//! Character display pipeline
//!
//! Drawables paint into a [`Grid`] every frame; the [`DiffRenderer`] task
//! compares that desired grid against what it last sent and writes only
//! the changed runs to the [`CharDisplay`](tickloop_hal::CharDisplay).
//!
//! ```text
//! ┌────────────┐  draw   ┌─────────┐  diff   ┌─────────┐  runs  ┌─────────┐
//! │  Drawable  │ ──────► │ desired │ ──────► │ flushed │ ─────► │   LCD   │
//! └────────────┘         └─────────┘         └─────────┘        └─────────┘
//! ```

#![cfg_attr(not(test), no_std)]
#![deny(unsafe_code)]

pub mod drawable;
pub mod grid;
pub mod renderer;
pub mod widgets;

pub use drawable::Drawable;
pub use grid::Grid;
pub use renderer::DiffRenderer;
pub use widgets::{DrawableStack, Label, Spinner, ValueField};

/// Number of character rows on standard display
pub const LCD_ROWS: usize = 4;

/// Number of character columns on standard display
pub const LCD_COLS: usize = 20;

/// Grid sized for the common 20x4 character LCD
pub type LcdGrid = Grid<LCD_ROWS, LCD_COLS>;
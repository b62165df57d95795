//! Menu drawable
//!
//! Paints a [`MenuContext`] into a grid. Layout on a 20x4 display:
//!
//! ```text
//! Main                   <- screen title, or the label being edited
//! > * Motor              <- selection marker, toggle state, label
//!   Speed
//!   Settings
//! ```

use core::cell::RefCell;
use core::fmt::Write;

use heapless::String;
use tickloop_display::{Drawable, Grid};

use crate::context::{MenuContext, MenuMode};

/// Prefix of the value line in numeric edit modes
const VALUE_PREFIX: &str = "Value:";

const HELP_STEPPED: &str = "Up/Down change";
const HELP_NUMERIC: &str = "0-9 type, Del erase";
const HELP_TEXT: &str = "Tap keys, Del erase";
const HELP_CONFIRM: &str = "Select=OK Back=Esc";

/// Draws a shared menu context
pub struct MenuRenderer<'r, 'a> {
    context: &'r RefCell<MenuContext<'a>>,
    marker: u8,
}

impl<'r, 'a> MenuRenderer<'r, 'a> {
    pub fn new(context: &'r RefCell<MenuContext<'a>>) -> Self {
        Self {
            context,
            marker: b'>',
        }
    }

    /// Use a different selection marker
    pub fn with_marker(mut self, marker: u8) -> Self {
        self.marker = marker;
        self
    }
}

/// Formatted `Value:<n>` line
fn value_line(value: i32) -> String<24> {
    let mut line = String::new();
    // 6 + 11 characters at most
    let _ = write!(line, "{}{}", VALUE_PREFIX, value);
    line
}

/// First character shown on the text line so the cursor stays on screen
fn text_window_start(cursor: usize, cols: usize) -> usize {
    (cursor + 1).saturating_sub(cols)
}

impl<const ROWS: usize, const COLS: usize> Drawable<ROWS, COLS> for MenuRenderer<'_, '_> {
    fn draw(&mut self, grid: &mut Grid<ROWS, COLS>) {
        // Item rows are whatever the grid has below the title
        if let Ok(mut context) = self.context.try_borrow_mut() {
            context.set_visible_rows(ROWS.saturating_sub(1));
        }
        let Ok(context) = self.context.try_borrow() else {
            return;
        };

        let title = context.edit_label().unwrap_or(context.screen().title);
        grid.write_width(0, 0, title.as_bytes(), COLS);

        match context.mode() {
            MenuMode::Browsing => {
                let screen = context.screen();
                let rows = context.visible_rows().min(ROWS.saturating_sub(1));
                for i in 0..rows {
                    let index = context.top() + i;
                    let Some(item) = screen.item(index) else {
                        break;
                    };
                    let row = i + 1;
                    if index == context.selected() {
                        grid.set(row, 0, self.marker);
                    }
                    let label_col = match item.toggle_state() {
                        Some(on) => {
                            grid.set(row, 2, if on { b'*' } else { b' ' });
                            4
                        }
                        None => 2,
                    };
                    grid.write_str(row, label_col, item.label());
                }
            }
            MenuMode::EditingStepped | MenuMode::EnteringNumeric => {
                let value = context.edit_value().unwrap_or(0);
                grid.write_str(1, 0, &value_line(value));
                let help = if context.mode() == MenuMode::EditingStepped {
                    HELP_STEPPED
                } else {
                    HELP_NUMERIC
                };
                grid.write_str(2, 0, help);
                grid.write_str(3, 0, HELP_CONFIRM);
            }
            MenuMode::EnteringText => {
                let text = context.edit_text().unwrap_or("");
                let cursor = context.text_cursor().unwrap_or(0);
                let start = text_window_start(cursor, COLS);
                let offset = text.char_indices().nth(start).map_or(text.len(), |(i, _)| i);
                grid.write_str(1, 0, &text[offset..]);
                grid.write_str(2, 0, HELP_TEXT);
                grid.write_str(3, 0, HELP_CONFIRM);
            }
        }
    }

    fn cursor(&self) -> Option<(u8, u8)> {
        let context = self.context.try_borrow().ok()?;
        let col = match context.mode() {
            MenuMode::EnteringNumeric => value_line(context.edit_value()?).len(),
            MenuMode::EnteringText => {
                let cursor = context.text_cursor()?;
                cursor.saturating_sub(text_window_start(cursor, COLS))
            }
            _ => return None,
        };
        let col = col.min(COLS.saturating_sub(1));
        Some((1, u8::try_from(col).ok()?))
    }
}

#[cfg(test)]
mod tests {
    use super::*;
    use crate::item::{MenuItem, MenuScreen, TextField};
    use tickloop_core::{Flag, Signal};
    use tickloop_display::DiffRenderer;
    use tickloop_hal::mock::{MockDisplay, MockTicks};

    fn paint<const ROWS: usize, const COLS: usize>(
        renderer: &mut MenuRenderer,
    ) -> Grid<ROWS, COLS> {
        let mut grid = Grid::default();
        renderer.draw(&mut grid);
        grid
    }

    #[test]
    fn test_browsing_layout() {
        let motor = Flag::new(true);
        let speed = Signal::new(0);
        let items = [
            MenuItem::toggle("Motor", &motor),
            MenuItem::edit_long("Speed", &speed, 1),
        ];
        let root = MenuScreen::new("Main", &items);
        let context = RefCell::new(MenuContext::new(&root));
        let mut renderer = MenuRenderer::new(&context);

        let grid: Grid<4, 12> = paint(&mut renderer);
        assert_eq!(grid.row(0), Some(b"Main        "));
        assert_eq!(grid.row(1), Some(b"> * Motor   "));
        assert_eq!(grid.row(2), Some(b"  Speed     "));
        assert_eq!(grid.row(3), Some(b"            "));
        assert_eq!(Drawable::<4, 12>::cursor(&renderer), None);

        motor.set(false);
        context.borrow_mut().move_by(1);
        let grid: Grid<4, 12> = paint(&mut renderer);
        assert_eq!(grid.row(1), Some(b"    Motor   "));
        assert_eq!(grid.row(2), Some(b"> Speed     "));
    }

    #[test]
    fn test_scrolled_rows_and_truncation() {
        let flags: [Flag; 5] = Default::default();
        let items: [MenuItem; 5] =
            core::array::from_fn(|i| MenuItem::toggle("A very long label", &flags[i]));
        let root = MenuScreen::new("Title that is long", &items);
        let context = RefCell::new(MenuContext::new(&root));
        context.borrow_mut().move_by(4);
        let mut renderer = MenuRenderer::new(&context);

        let grid: Grid<4, 8> = paint(&mut renderer);
        assert_eq!(grid.row(0), Some(b"Title th"));
        assert_eq!(grid.row(1), Some(b"    A ve"));
        assert_eq!(grid.row(3), Some(b">   A ve"));
    }

    #[test]
    fn test_stepped_edit_layout() {
        let speed = Signal::new(-15);
        let items = [MenuItem::edit_long("Speed", &speed, 5)];
        let root = MenuScreen::new("Main", &items);
        let context = RefCell::new(MenuContext::new(&root));
        context.borrow_mut().activate();
        let mut renderer = MenuRenderer::new(&context);

        let grid: Grid<4, 20> = paint(&mut renderer);
        assert_eq!(grid.row(0), Some(b"Speed               "));
        assert_eq!(grid.row(1), Some(b"Value:-15           "));
        assert_eq!(grid.row(2), Some(b"Up/Down change      "));
        assert_eq!(grid.row(3), Some(b"Select=OK Back=Esc  "));
        assert_eq!(Drawable::<4, 20>::cursor(&renderer), None);
    }

    #[test]
    fn test_numeric_entry_cursor() {
        let count = Signal::new(7);
        let items = [MenuItem::enter_long("Count", &count)];
        let root = MenuScreen::new("Main", &items);
        let context = RefCell::new(MenuContext::new(&root));
        context.borrow_mut().activate();
        context.borrow_mut().digit(4, 0);
        context.borrow_mut().digit(2, 0);
        let mut renderer = MenuRenderer::new(&context);

        let grid: Grid<4, 20> = paint(&mut renderer);
        assert_eq!(grid.row(1), Some(b"Value:42            "));
        assert_eq!(Drawable::<4, 20>::cursor(&renderer), Some((1, 8)));
    }

    #[test]
    fn test_text_entry_cursor_and_window() {
        let name = TextField::with_text("abcdef");
        let items = [MenuItem::enter_string("Name", &name, 16)];
        let root = MenuScreen::new("Main", &items);
        let context = RefCell::new(MenuContext::new(&root));
        context.borrow_mut().activate();
        let mut renderer = MenuRenderer::new(&context);

        let grid: Grid<4, 10> = paint(&mut renderer);
        assert_eq!(grid.row(1), Some(b"abcdef    "));
        assert_eq!(Drawable::<4, 10>::cursor(&renderer), Some((1, 6)));

        context.borrow_mut().digit(9, 0);
        assert_eq!(Drawable::<4, 10>::cursor(&renderer), Some((1, 6)));

        // Narrow display scrolls the text to keep the cursor visible
        let grid: Grid<4, 4> = paint(&mut renderer);
        assert_eq!(grid.row(1), Some(b"defw"));
        assert_eq!(Drawable::<4, 4>::cursor(&renderer), Some((1, 3)));
    }

    #[test]
    fn test_text_window_with_non_ascii() {
        let name = TextField::with_text("\u{e9}abc");
        let items = [MenuItem::enter_string("Name", &name, 16)];
        let root = MenuScreen::new("Main", &items);
        let context = RefCell::new(MenuContext::new(&root));
        context.borrow_mut().activate();
        let mut renderer = MenuRenderer::new(&context);

        let grid: Grid<4, 8> = paint(&mut renderer);
        assert_eq!(grid.row(1), Some(b"?abc    "));
        assert_eq!(Drawable::<4, 8>::cursor(&renderer), Some((1, 4)));

        let grid: Grid<4, 4> = paint(&mut renderer);
        assert_eq!(grid.row(1), Some(b"abc "));
        assert_eq!(Drawable::<4, 4>::cursor(&renderer), Some((1, 3)));
    }

    #[test]
    fn test_two_row_grid_scrolls_one_item() {
        let flags: [Flag; 3] = Default::default();
        let items = [
            MenuItem::toggle("One", &flags[0]),
            MenuItem::toggle("Two", &flags[1]),
            MenuItem::toggle("Three", &flags[2]),
        ];
        let root = MenuScreen::new("Root", &items);
        let context = RefCell::new(MenuContext::new(&root));
        context.borrow_mut().move_by(2);
        let mut renderer = MenuRenderer::new(&context);

        let grid: Grid<2, 16> = paint(&mut renderer);
        assert_eq!(grid.row(0), Some(b"Root            "));
        assert_eq!(grid.row(1), Some(b">   Three       "));
        assert_eq!(context.borrow().visible_rows(), 1);

        context.borrow_mut().move_by(-1);
        let grid: Grid<2, 16> = paint(&mut renderer);
        assert_eq!(grid.row(1), Some(b">   Two         "));
    }

    #[test]
    fn test_menu_through_diff_renderer() {
        let ticks = MockTicks::new();
        let flags: [Flag; 4] = Default::default();
        let items = [
            MenuItem::toggle("One", &flags[0]),
            MenuItem::toggle("Two", &flags[1]),
        ];
        let root = MenuScreen::new("Menu", &items);
        let context = RefCell::new(MenuContext::new(&root));

        let mut renderer: DiffRenderer<_, _, _, 4, 10> = DiffRenderer::new(
            MockDisplay::<4, 10>::new(),
            MenuRenderer::new(&context),
            &ticks,
            10,
            5000,
        );
        renderer.begin();
        renderer.render_pass(false);
        assert_eq!(renderer.display().row(1), b">   One   ");

        renderer.display_mut().clear_ops();
        context.borrow_mut().move_by(1);
        renderer.render_pass(false);

        // Only the two marker cells change
        let runs: Vec<&[u8]> = renderer.display().runs().collect();
        assert_eq!(runs, vec![&b" "[..], &b">"[..]]);
        assert_eq!(renderer.display().row(2), b">   Two   ");
    }
}
#[cfg(test)]
mod tests {
    use super::*;
    use core::cell::Cell;
    use proptest::prelude::*;
    use std::vec::Vec;
    use tickloop_hal::mock::{DisplayOp, MockDisplay, MockTicks};

    /// Paints fixed text, one line per row
    struct Text<const ROWS: usize> {
        lines: [&'static str; ROWS],
        cursor: Option<(u8, u8)>,
    }

    impl<const ROWS: usize> Text<ROWS> {
        fn new(lines: [&'static str; ROWS]) -> Self {
            Self {
                lines,
                cursor: None,
            }
        }
    }

    impl<const ROWS: usize, const COLS: usize> Drawable<ROWS, COLS> for Text<ROWS> {
        fn draw(&mut self, grid: &mut Grid<ROWS, COLS>) {
            for (row, line) in self.lines.iter().enumerate() {
                grid.write_str(row, 0, line);
            }
        }

        fn cursor(&self) -> Option<(u8, u8)> {
            self.cursor
        }
    }

    #[derive(Default)]
    struct CountingLog {
        full_refreshes: Cell<u32>,
    }

    impl Log for CountingLog {
        fn log(&self, event: LogEvent) {
            if event == LogEvent::FullRefresh {
                self.full_refreshes.set(self.full_refreshes.get() + 1);
            }
        }
    }

    fn text_renderer<'t, const R: usize, const C: usize>(
        ticks: &'t MockTicks,
        lines: [&'static str; R],
        frame_period: Ticks,
        full_refresh_period: Ticks,
    ) -> DiffRenderer<'t, MockDisplay<R, C>, Text<R>, MockTicks, R, C> {
        DiffRenderer::new(
            MockDisplay::new(),
            Text::new(lines),
            ticks,
            frame_period,
            full_refresh_period,
        )
    }

    fn runs<const R: usize, const C: usize>(display: &MockDisplay<R, C>) -> Vec<Vec<u8>> {
        display.runs().map(|run| run.to_vec()).collect()
    }

    #[test]
    fn test_first_pass_writes_every_cell() {
        let ticks = MockTicks::new();
        let mut renderer = text_renderer::<2, 5>(&ticks, ["Hi", ""], 100, 5000);

        renderer.render_pass(false);

        let display = renderer.display();
        assert_eq!(display.run_count(), 2);
        assert_eq!(display.row(0), b"Hi   ");
        assert_eq!(display.row(1), b"     ");
    }

    #[test]
    fn test_only_changed_run_is_written() {
        let ticks = MockTicks::new();
        let mut renderer = text_renderer::<1, 5>(&ticks, ["XY  C"], 100, 5000);
        renderer.render_pass(false);
        renderer.display_mut().clear_ops();

        renderer.drawable_mut().lines = ["AB  C"];
        renderer.render_pass(false);

        assert_eq!(
            renderer.display().ops(),
            &[
                DisplayOp::SetCursor { col: 0, row: 0 },
                DisplayOp::Write(heapless::Vec::from_slice(b"AB").unwrap()),
            ]
        );
        assert_eq!(renderer.display().row(0), b"AB  C");
    }

    /// Marks a single cell on a one-row grid
    struct Dot {
        at: Option<usize>,
    }

    impl<const COLS: usize> Drawable<1, COLS> for Dot {
        fn draw(&mut self, grid: &mut Grid<1, COLS>) {
            if let Some(col) = self.at {
                grid.set(0, col, b'*');
            }
        }
    }

    #[test]
    fn test_cells_past_byte_address_are_not_sent() {
        let ticks = MockTicks::new();
        let mut renderer: DiffRenderer<'_, MockDisplay<1, 300>, Dot, MockTicks, 1, 300> =
            DiffRenderer::new(MockDisplay::new(), Dot { at: None }, &ticks, 100, 5000);
        renderer.render_pass(false);

        renderer.drawable_mut().at = Some(10);
        renderer.render_pass(false);
        renderer.display_mut().clear_ops();

        // Column 280 would alias column 24 if truncated to a byte
        renderer.drawable_mut().at = Some(280);
        renderer.render_pass(false);

        assert_eq!(
            renderer.display().ops(),
            &[
                DisplayOp::SetCursor { col: 10, row: 0 },
                DisplayOp::Write(heapless::Vec::from_slice(b" ").unwrap()),
            ]
        );
        assert_eq!(renderer.display().row(0)[24], b' ');
    }

    #[test]
    fn test_unchanged_frame_writes_nothing() {
        let ticks = MockTicks::new();
        let mut renderer = text_renderer::<2, 4>(&ticks, ["ab", "cd"], 100, 5000);
        renderer.render_pass(false);
        renderer.display_mut().clear_ops();

        renderer.render_pass(false);
        assert!(renderer.display().ops().is_empty());
    }

    #[test]
    fn test_separate_runs_for_gaps() {
        let ticks = MockTicks::new();
        let mut renderer = text_renderer::<1, 6>(&ticks, ["aaaaaa"], 100, 5000);
        renderer.render_pass(false);
        renderer.display_mut().clear_ops();

        renderer.drawable_mut().lines = ["baabba"];
        renderer.render_pass(false);

        assert_eq!(runs(renderer.display()), vec![b"b".to_vec(), b"bb".to_vec()]);
        assert!(renderer
            .display()
            .ops()
            .contains(&DisplayOp::SetCursor { col: 3, row: 0 }));
    }

    #[test]
    fn test_full_refresh_rewrites_everything() {
        let ticks = MockTicks::new();
        let log = CountingLog::default();
        let mut renderer = text_renderer::<2, 4>(&ticks, ["ab", "cd"], 10, 50)
            .with_log(&log);
        renderer.render_pass(false);
        renderer.display_mut().clear_ops();

        renderer.render_pass(true);
        assert_eq!(
            runs(renderer.display()),
            vec![b"ab  ".to_vec(), b"cd  ".to_vec()]
        );
        assert_eq!(log.full_refreshes.get(), 2);
    }

    #[test]
    fn test_requested_refresh_applies_once() {
        let ticks = MockTicks::new();
        let mut renderer = text_renderer::<1, 3>(&ticks, ["abc"], 10, 5000);
        renderer.render_pass(false);
        renderer.display_mut().clear_ops();

        renderer.request_full_refresh();
        renderer.render_pass(false);
        assert_eq!(renderer.display().run_count(), 1);

        renderer.display_mut().clear_ops();
        renderer.render_pass(false);
        assert_eq!(renderer.display().run_count(), 0);
    }

    #[test]
    fn test_poll_follows_frame_and_refresh_timers() {
        let ticks = MockTicks::new();
        let log = CountingLog::default();
        let mut renderer = text_renderer::<1, 3>(&ticks, ["abc"], 9, 99)
            .with_log(&log);

        renderer.poll();
        assert_eq!(renderer.display().run_count(), 0);

        // First frame at tick 10 paints everything
        for _ in 0..10 {
            ticks.advance(1);
            renderer.poll();
        }
        assert_eq!(renderer.display().run_count(), 1);
        assert_eq!(log.full_refreshes.get(), 1);

        // Frames at 20..=90 are unchanged, the one at 100 is a full refresh
        for _ in 0..89 {
            ticks.advance(1);
            renderer.poll();
        }
        assert_eq!(renderer.display().run_count(), 1);
        ticks.advance(1);
        renderer.poll();
        assert_eq!(renderer.display().run_count(), 2);
        assert_eq!(log.full_refreshes.get(), 2);
    }

    #[test]
    fn test_begin_initializes_panel() {
        let ticks = MockTicks::new();
        let mut renderer = text_renderer::<1, 3>(&ticks, ["abc"], 10, 5000);
        renderer.render_pass(false);
        renderer.display_mut().clear_ops();

        renderer.begin();
        let display = renderer.display();
        assert!(display.is_powered());
        assert!(!display.is_cursor_visible());
        assert_eq!(display.ops()[1], DisplayOp::Clear);

        renderer.display_mut().clear_ops();
        renderer.render_pass(false);
        assert_eq!(runs(renderer.display()), vec![b"abc".to_vec()]);
    }

    #[test]
    fn test_cursor_request_shown_and_hidden() {
        let ticks = MockTicks::new();
        let mut renderer = text_renderer::<2, 4>(&ticks, ["ab", ""], 10, 5000);
        renderer.render_pass(false);
        assert!(!renderer.display().is_cursor_visible());

        renderer.drawable_mut().cursor = Some((1, 2));
        renderer.render_pass(false);
        assert!(renderer.display().is_cursor_visible());
        assert_eq!(renderer.display().cursor(), (2, 1));

        // Unchanged request and no writes: nothing sent
        renderer.display_mut().clear_ops();
        renderer.render_pass(false);
        assert!(renderer.display().ops().is_empty());

        // A write moves the hardware cursor, which is put back afterwards
        renderer.drawable_mut().lines = ["xy", ""];
        renderer.render_pass(false);
        assert_eq!(renderer.display().cursor(), (2, 1));

        renderer.drawable_mut().cursor = None;
        renderer.render_pass(false);
        assert!(!renderer.display().is_cursor_visible());
    }

    /// Drawable painting arbitrary owned rows, for property tests
    struct Rows {
        rows: [[u8; 6]; 2],
    }

    impl Drawable<2, 6> for Rows {
        fn draw(&mut self, grid: &mut Grid<2, 6>) {
            for (row, text) in self.rows.iter().enumerate() {
                grid.write(row, 0, text);
            }
        }
    }

    fn row_strategy() -> impl Strategy<Value = [u8; 6]> {
        prop::array::uniform6(prop::sample::select(vec![b' ', b'a', b'b']))
    }

    proptest! {
        #[test]
        fn prop_diff_converges_with_minimal_writes(
            before in prop::array::uniform2(row_strategy()),
            after in prop::array::uniform2(row_strategy()),
        ) {
            let ticks = MockTicks::new();
            let mut renderer: DiffRenderer<_, _, _, 2, 6> = DiffRenderer::new(
                MockDisplay::<2, 6>::new(),
                Rows { rows: before },
                &ticks,
                10,
                5000,
            );
            renderer.render_pass(false);
            renderer.display_mut().clear_ops();

            renderer.drawable_mut().rows = after;
            renderer.render_pass(false);

            let mut differing = 0;
            let mut segments = 0;
            for row in 0..2 {
                prop_assert_eq!(renderer.display().row(row), &after[row][..]);
                let mut in_segment = false;
                for col in 0..6 {
                    let diff = before[row][col] != after[row][col];
                    if diff {
                        differing += 1;
                        if !in_segment {
                            segments += 1;
                        }
                    }
                    in_segment = diff;
                }
            }

            let written: usize = renderer.display().runs().map(|run| run.len()).sum();
            prop_assert_eq!(written, differing);
            prop_assert_eq!(renderer.display().run_count(), segments);
            prop_assert_eq!(renderer.flushed(), renderer.desired());
        }
    }
}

------------------------------------------------------------------------

TASK STATEMENT — Scan the data above. Return every line with "before" in it.

EXERCISE OUTPUT —
            before in prop::array::uniform2(row_strategy()),
                Rows { rows: before },
                    let diff = before[row][col] != after[row][col];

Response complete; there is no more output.